**TRY IT**
Provide only the number of lines in the records below that contain "serde".

**DATA TO USE**

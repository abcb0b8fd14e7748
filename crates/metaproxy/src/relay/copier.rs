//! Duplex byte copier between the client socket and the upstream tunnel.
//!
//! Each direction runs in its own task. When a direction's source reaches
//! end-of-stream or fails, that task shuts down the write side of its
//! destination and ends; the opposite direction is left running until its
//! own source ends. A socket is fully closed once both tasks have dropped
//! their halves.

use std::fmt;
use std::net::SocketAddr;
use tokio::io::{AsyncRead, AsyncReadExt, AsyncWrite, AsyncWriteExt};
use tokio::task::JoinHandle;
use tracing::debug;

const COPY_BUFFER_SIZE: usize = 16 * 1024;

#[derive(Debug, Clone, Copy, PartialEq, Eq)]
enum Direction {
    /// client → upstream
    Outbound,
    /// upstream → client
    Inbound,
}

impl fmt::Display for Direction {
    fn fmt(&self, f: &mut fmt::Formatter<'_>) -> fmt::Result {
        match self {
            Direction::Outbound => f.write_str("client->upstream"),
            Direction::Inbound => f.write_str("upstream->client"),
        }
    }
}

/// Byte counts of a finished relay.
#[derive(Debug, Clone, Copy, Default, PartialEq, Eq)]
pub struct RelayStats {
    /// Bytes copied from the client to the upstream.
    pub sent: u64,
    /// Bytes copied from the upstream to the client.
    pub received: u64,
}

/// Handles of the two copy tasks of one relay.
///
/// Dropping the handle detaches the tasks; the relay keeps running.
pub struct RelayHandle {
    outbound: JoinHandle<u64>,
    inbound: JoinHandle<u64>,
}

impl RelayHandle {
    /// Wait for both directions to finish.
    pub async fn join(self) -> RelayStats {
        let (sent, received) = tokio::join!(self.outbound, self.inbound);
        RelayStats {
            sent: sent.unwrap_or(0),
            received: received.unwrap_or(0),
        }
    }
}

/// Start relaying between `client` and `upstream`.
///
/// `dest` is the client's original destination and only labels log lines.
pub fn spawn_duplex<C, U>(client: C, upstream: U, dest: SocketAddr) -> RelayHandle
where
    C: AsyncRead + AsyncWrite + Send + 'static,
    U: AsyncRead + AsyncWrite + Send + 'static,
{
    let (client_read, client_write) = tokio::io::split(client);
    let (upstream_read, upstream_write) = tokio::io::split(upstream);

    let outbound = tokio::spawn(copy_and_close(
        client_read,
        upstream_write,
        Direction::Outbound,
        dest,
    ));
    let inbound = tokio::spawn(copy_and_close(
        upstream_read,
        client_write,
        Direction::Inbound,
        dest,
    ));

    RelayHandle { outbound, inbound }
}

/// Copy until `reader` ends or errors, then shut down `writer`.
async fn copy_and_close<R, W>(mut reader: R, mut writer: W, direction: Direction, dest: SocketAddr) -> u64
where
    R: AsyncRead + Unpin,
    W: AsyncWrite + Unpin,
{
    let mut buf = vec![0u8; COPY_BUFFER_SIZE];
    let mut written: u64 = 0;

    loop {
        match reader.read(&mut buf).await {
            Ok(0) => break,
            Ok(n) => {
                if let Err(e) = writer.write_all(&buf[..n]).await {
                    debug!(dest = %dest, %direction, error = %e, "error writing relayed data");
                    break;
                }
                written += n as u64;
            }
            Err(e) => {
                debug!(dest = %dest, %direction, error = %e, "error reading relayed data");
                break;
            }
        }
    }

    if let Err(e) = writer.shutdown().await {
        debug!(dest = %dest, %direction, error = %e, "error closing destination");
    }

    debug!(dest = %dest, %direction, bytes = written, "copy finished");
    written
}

--

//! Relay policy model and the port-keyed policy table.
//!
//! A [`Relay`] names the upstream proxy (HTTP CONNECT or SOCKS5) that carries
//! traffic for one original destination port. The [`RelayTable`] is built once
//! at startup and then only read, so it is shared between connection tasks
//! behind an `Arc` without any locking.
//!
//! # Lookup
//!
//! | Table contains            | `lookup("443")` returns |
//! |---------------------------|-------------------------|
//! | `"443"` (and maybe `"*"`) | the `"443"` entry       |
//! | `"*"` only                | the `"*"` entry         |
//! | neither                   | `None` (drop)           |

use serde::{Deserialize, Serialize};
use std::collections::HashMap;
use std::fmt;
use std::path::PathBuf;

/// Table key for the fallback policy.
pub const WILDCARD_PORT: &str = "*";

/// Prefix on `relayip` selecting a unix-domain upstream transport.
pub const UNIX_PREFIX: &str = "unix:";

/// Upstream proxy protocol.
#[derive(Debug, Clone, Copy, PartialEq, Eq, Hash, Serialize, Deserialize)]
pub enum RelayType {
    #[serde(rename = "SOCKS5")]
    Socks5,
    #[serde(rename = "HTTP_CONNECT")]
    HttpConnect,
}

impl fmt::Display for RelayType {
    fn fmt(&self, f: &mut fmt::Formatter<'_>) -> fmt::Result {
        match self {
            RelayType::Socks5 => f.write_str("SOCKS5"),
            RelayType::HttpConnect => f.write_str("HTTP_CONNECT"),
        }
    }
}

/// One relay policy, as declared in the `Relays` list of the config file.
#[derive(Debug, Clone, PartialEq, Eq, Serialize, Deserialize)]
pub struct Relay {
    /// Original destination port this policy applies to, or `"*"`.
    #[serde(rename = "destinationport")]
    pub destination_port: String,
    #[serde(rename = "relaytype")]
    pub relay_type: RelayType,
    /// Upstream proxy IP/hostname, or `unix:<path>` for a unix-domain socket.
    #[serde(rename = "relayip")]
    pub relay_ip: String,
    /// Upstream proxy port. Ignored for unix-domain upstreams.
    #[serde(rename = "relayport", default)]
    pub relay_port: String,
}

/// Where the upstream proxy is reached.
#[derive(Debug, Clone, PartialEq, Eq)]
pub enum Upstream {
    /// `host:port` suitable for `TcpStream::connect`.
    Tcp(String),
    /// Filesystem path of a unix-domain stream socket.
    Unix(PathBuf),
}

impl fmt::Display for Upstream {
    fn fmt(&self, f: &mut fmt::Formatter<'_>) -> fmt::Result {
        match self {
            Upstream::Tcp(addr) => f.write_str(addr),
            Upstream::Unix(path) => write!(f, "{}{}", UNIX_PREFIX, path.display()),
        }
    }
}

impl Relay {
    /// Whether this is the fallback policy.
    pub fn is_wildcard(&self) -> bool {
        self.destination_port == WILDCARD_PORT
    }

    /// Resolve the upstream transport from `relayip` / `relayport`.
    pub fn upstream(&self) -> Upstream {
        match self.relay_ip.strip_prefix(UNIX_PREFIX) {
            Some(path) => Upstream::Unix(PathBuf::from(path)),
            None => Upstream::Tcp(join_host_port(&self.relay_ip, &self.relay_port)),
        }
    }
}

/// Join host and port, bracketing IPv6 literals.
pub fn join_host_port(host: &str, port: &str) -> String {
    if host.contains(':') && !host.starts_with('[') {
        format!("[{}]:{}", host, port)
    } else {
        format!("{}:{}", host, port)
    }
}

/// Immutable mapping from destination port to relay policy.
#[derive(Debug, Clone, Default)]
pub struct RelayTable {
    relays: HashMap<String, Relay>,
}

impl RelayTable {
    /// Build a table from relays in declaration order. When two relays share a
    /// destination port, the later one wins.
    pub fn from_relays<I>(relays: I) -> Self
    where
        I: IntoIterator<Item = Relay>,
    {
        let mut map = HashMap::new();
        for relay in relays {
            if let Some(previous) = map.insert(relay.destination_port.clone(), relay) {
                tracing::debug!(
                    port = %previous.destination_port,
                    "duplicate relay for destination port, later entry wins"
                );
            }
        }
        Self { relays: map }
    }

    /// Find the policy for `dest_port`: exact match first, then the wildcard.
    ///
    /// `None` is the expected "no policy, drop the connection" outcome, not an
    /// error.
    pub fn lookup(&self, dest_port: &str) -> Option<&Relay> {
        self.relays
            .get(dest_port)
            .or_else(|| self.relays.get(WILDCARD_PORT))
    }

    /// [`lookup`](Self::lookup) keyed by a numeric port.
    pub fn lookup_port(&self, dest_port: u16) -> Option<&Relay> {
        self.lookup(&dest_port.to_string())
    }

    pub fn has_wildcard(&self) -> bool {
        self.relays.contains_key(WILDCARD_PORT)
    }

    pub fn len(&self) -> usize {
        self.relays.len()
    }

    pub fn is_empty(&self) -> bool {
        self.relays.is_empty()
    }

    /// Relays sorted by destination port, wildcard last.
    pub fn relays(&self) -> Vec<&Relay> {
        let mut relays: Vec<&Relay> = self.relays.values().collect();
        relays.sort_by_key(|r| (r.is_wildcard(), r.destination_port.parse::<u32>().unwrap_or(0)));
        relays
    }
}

* * *

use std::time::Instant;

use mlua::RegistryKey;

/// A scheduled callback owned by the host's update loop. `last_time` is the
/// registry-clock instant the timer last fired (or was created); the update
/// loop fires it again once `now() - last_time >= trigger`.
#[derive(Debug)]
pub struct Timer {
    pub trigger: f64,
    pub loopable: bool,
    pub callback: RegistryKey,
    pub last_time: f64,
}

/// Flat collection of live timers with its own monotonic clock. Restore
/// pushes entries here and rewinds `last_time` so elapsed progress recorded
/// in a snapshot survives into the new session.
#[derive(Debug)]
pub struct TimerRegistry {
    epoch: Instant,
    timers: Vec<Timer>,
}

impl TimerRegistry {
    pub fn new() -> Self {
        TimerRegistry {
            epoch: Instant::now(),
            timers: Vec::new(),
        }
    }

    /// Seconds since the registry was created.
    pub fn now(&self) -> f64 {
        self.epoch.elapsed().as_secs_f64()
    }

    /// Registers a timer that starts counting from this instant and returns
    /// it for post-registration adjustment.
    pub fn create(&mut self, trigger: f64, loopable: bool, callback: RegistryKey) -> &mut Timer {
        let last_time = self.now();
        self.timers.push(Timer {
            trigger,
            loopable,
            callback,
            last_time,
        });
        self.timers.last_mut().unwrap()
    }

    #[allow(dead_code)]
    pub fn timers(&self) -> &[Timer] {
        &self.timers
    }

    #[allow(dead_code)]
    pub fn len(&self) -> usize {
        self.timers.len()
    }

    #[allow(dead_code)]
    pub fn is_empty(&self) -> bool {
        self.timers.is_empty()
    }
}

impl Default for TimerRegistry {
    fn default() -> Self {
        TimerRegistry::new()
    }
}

**OUTPUT FOR THIS TASK**
7